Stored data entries

····················

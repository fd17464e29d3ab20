//! # Vault Inventory
//!
//! Concurrent inventory and access-correlation auditing for `HashiCorp Vault`.
//!
//! ## Overview
//!
//! This crate walks a running Vault cluster read-only and builds a
//! cross-referenced inventory: which namespaces, auth mounts, secrets engines,
//! identity entities and ACL policies exist, which KV secrets live in each
//! engine, and which policies (and the auth roles holding them) grant access
//! to every secret.
//!
//! ## Features
//!
//! - **Bounded concurrency** - one task per namespace, mount, entity, policy
//!   and tree branch, with a global cap on API calls in flight
//! - **Partial failure tolerance** - permission errors and malformed responses
//!   are recorded per namespace and never abort the scan
//! - **Deterministic output** - an unchanged cluster always produces the same
//!   inventory, byte for byte
//! - **Root policy inheritance** - root-namespace policies are matched against
//!   every namespace and marked `"<name> (root)"`
//! - **KV v1 and v2** - v2 metadata (version, timestamps) without ever reading
//!   secret values
//! - **JSON and CSV output**, shell completion for bash, zsh, fish, powershell
//!   and elvish
//!
//! ## Architecture
//!
//! - [`inventory`] - Discovery, scanning and correlation engine
//! - [`commands`] - CLI command implementations
//! - [`utils`] - Shared utilities (progress, formatting, time parsing)
//! - [`vault_api`] - Vault API capability and HTTP client
//!
//! ## Example Usage
//!
//! ```bash
//! # Everything except secrets, as JSON on stdout
//! vault-inventory scan
//!
//! # Include KV secrets and write the per-secret CSV
//! vault-inventory scan --list-secrets --format csv -o secrets.csv
//!
//! # Walk one engine, giving up after five minutes
//! vault-inventory scan --list-secrets --target-engine root/secret --timeout 300
//! ```

pub mod commands;
pub mod inventory;
pub mod utils;
pub mod vault_api;
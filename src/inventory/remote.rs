//! Admission-gated access to a [`VaultBackend`].

use serde_json::{Map, Value};
use std::sync::Arc;

use super::admission::AdmissionController;
use super::error::ScanError;
use crate::vault_api::VaultBackend;

/// Every remote call made by the scanners goes through here: it takes an
/// admission slot, races the call against cancellation and maps failures
/// into [`ScanError`].
pub struct Remote<C> {
    backend: Arc<C>,
    admission: AdmissionController,
}

impl<C> Clone for Remote<C> {
    fn clone(&self) -> Self {
        Self {
            backend: Arc::clone(&self.backend),
            admission: self.admission.clone(),
        }
    }
}

impl<C: VaultBackend> Remote<C> {
    pub fn new(backend: Arc<C>, admission: AdmissionController) -> Self {
        Self { backend, admission }
    }

    pub fn admission(&self) -> &AdmissionController {
        &self.admission
    }

    /// LIST `path` and return the raw `data` object.
    pub async fn list(&self, namespace: &str, path: &str) -> Result<Value, ScanError> {
        let _slot = self.admission.acquire(path).await?;
        let cancel = self.admission.cancellation();
        tokio::select! {
            biased;
            () = cancel.cancelled() => Err(ScanError::Cancelled { path: path.to_string() }),
            result = self.backend.list(namespace, path) => result.map_err(|source| ScanError::List {
                path: path.to_string(),
                source,
            }),
        }
    }

    /// LIST `path` and return its `keys`.
    pub async fn list_keys(&self, namespace: &str, path: &str) -> Result<Vec<String>, ScanError> {
        let data = self.list(namespace, path).await?;
        keys_of(&data, path)
    }

    /// READ `path` and return its `data` object.
    pub async fn read(&self, namespace: &str, path: &str) -> Result<Map<String, Value>, ScanError> {
        let _slot = self.admission.acquire(path).await?;
        let cancel = self.admission.cancellation();
        let data = tokio::select! {
            biased;
            () = cancel.cancelled() => return Err(ScanError::Cancelled { path: path.to_string() }),
            result = self.backend.read(namespace, path) => result.map_err(|source| ScanError::Read {
                path: path.to_string(),
                source,
            })?,
        };

        match data {
            Value::Object(map) => Ok(map),
            other => Err(ScanError::malformed(
                path,
                format!("expected an object, got {}", type_name(&other)),
            )),
        }
    }
}

/// Extract the `keys` array of a listing.
pub fn keys_of(data: &Value, path: &str) -> Result<Vec<String>, ScanError> {
    let keys = data
        .get("keys")
        .and_then(Value::as_array)
        .ok_or_else(|| ScanError::malformed(path, "missing `keys` array"))?;

    keys.iter()
        .map(|key| {
            key.as_str()
                .map(str::to_string)
                .ok_or_else(|| ScanError::malformed(path, format!("non-string key {}", key)))
        })
        .collect()
}

/// Vault answers LIST on an empty folder with 404.
pub fn empty_if_not_found(result: Result<Vec<String>, ScanError>) -> Result<Vec<String>, ScanError> {
    match result {
        Err(err) if err.is_not_found() => Ok(Vec::new()),
        other => other,
    }
}

/// Read an array-of-strings field. `Ok(None)` when the field is absent or null.
pub fn string_list(
    data: &Map<String, Value>,
    field: &str,
    path: &str,
) -> Result<Option<Vec<String>>, ScanError> {
    match data.get(field) {
        None | Some(Value::Null) => Ok(None),
        Some(Value::Array(items)) => items
            .iter()
            .map(|item| {
                item.as_str().map(str::to_string).ok_or_else(|| {
                    ScanError::malformed(path, format!("`{}` contains a non-string entry", field))
                })
            })
            .collect::<Result<Vec<_>, _>>()
            .map(Some),
        Some(other) => Err(ScanError::malformed(
            path,
            format!("`{}` should be a list, got {}", field, type_name(other)),
        )),
    }
}

pub fn type_name(value: &Value) -> &'static str {
    match value {
        Value::Null => "null",
        Value::Bool(_) => "bool",
        Value::Number(_) => "number",
        Value::String(_) => "string",
        Value::Array(_) => "array",
        Value::Object(_) => "object",
    }
}
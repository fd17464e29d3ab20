//! Number and text formatting utilities.
//!
//! Shared by the scan summary and the CSV writer so both present counts and
//! name lists the same way.

/// Formats a number with comma separators for thousands.
///
/// # Examples
///
/// ```
/// use vault_inventory::utils::format::format_number;
///
/// assert_eq!(format_number(1234), "1,234");
/// assert_eq!(format_number(1234567), "1,234,567");
/// assert_eq!(format_number(42), "42");
/// ```
pub fn format_number(n: usize) -> String {
    let digits = n.to_string();
    let mut result = String::with_capacity(digits.len() + digits.len() / 3);
    for (i, c) in digits.chars().enumerate() {
        if i > 0 && (digits.len() - i) % 3 == 0 {
            result.push(',');
        }
        result.push(c);
    }
    result
}

/// Joins names for a single CSV cell.
///
/// ```
/// use vault_inventory::utils::format::join_names;
///
/// assert_eq!(join_names(&["app".to_string(), "ops (root)".to_string()]), "app,ops (root)");
/// ```
pub fn join_names(names: &[String]) -> String {
    names.join(",")
}
//! Path helpers: namespace prefixes, path joining and ACL glob matching.

use super::types::ROOT_NAMESPACE;

/// Cluster-wide path prefix of a namespace: empty for root, `name/` otherwise.
pub fn namespace_path(namespace: &str) -> String {
    if namespace == ROOT_NAMESPACE {
        String::new()
    } else {
        format!("{}/", namespace)
    }
}

/// Join two path fragments with exactly one separator between them.
pub fn join(base: &str, key: &str) -> String {
    let base = base.trim_end_matches('/');
    let key = key.trim_start_matches('/');
    match (base.is_empty(), key.is_empty()) {
        (true, _) => key.to_string(),
        (_, true) => base.to_string(),
        _ => format!("{}/{}", base, key),
    }
}

/// Match a Vault ACL path pattern against a concrete path.
///
/// A trailing `*` turns the final segment into a prefix match that may also
/// span further segments. A segment consisting of `+` matches exactly one
/// path segment. Everything else must match exactly.
pub fn glob_match(pattern: &str, path: &str) -> bool {
    let (body, prefix) = match pattern.strip_suffix('*') {
        Some(body) => (body, true),
        None => (pattern, false),
    };

    let pattern_segments: Vec<&str> = body.split('/').collect();
    let path_segments: Vec<&str> = path.split('/').collect();

    if prefix {
        if path_segments.len() < pattern_segments.len() {
            return false;
        }
    } else if path_segments.len() != pattern_segments.len() {
        return false;
    }

    let last = pattern_segments.len() - 1;
    pattern_segments
        .iter()
        .zip(&path_segments)
        .enumerate()
        .all(|(i, (want, got))| {
            if i == last && prefix {
                got.starts_with(want)
            } else {
                *want == "+" || want == got
            }
        })
}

····················

(Assignment):
Please restate, word for word, the lines of the entries that run from the first line through the one holding "cross-referenced inventory: which", and add nothing.

(Answer for the task):
repository fd17464e29d3ab20
//! # Vault Inventory
//!
//! Concurrent inventory and access-correlation auditing for `HashiCorp Vault`.
//!
//! ## Overview
//!
//! This crate walks a running Vault cluster read-only and builds a
//! cross-referenced inventory: which namespaces, auth mounts, secrets engines,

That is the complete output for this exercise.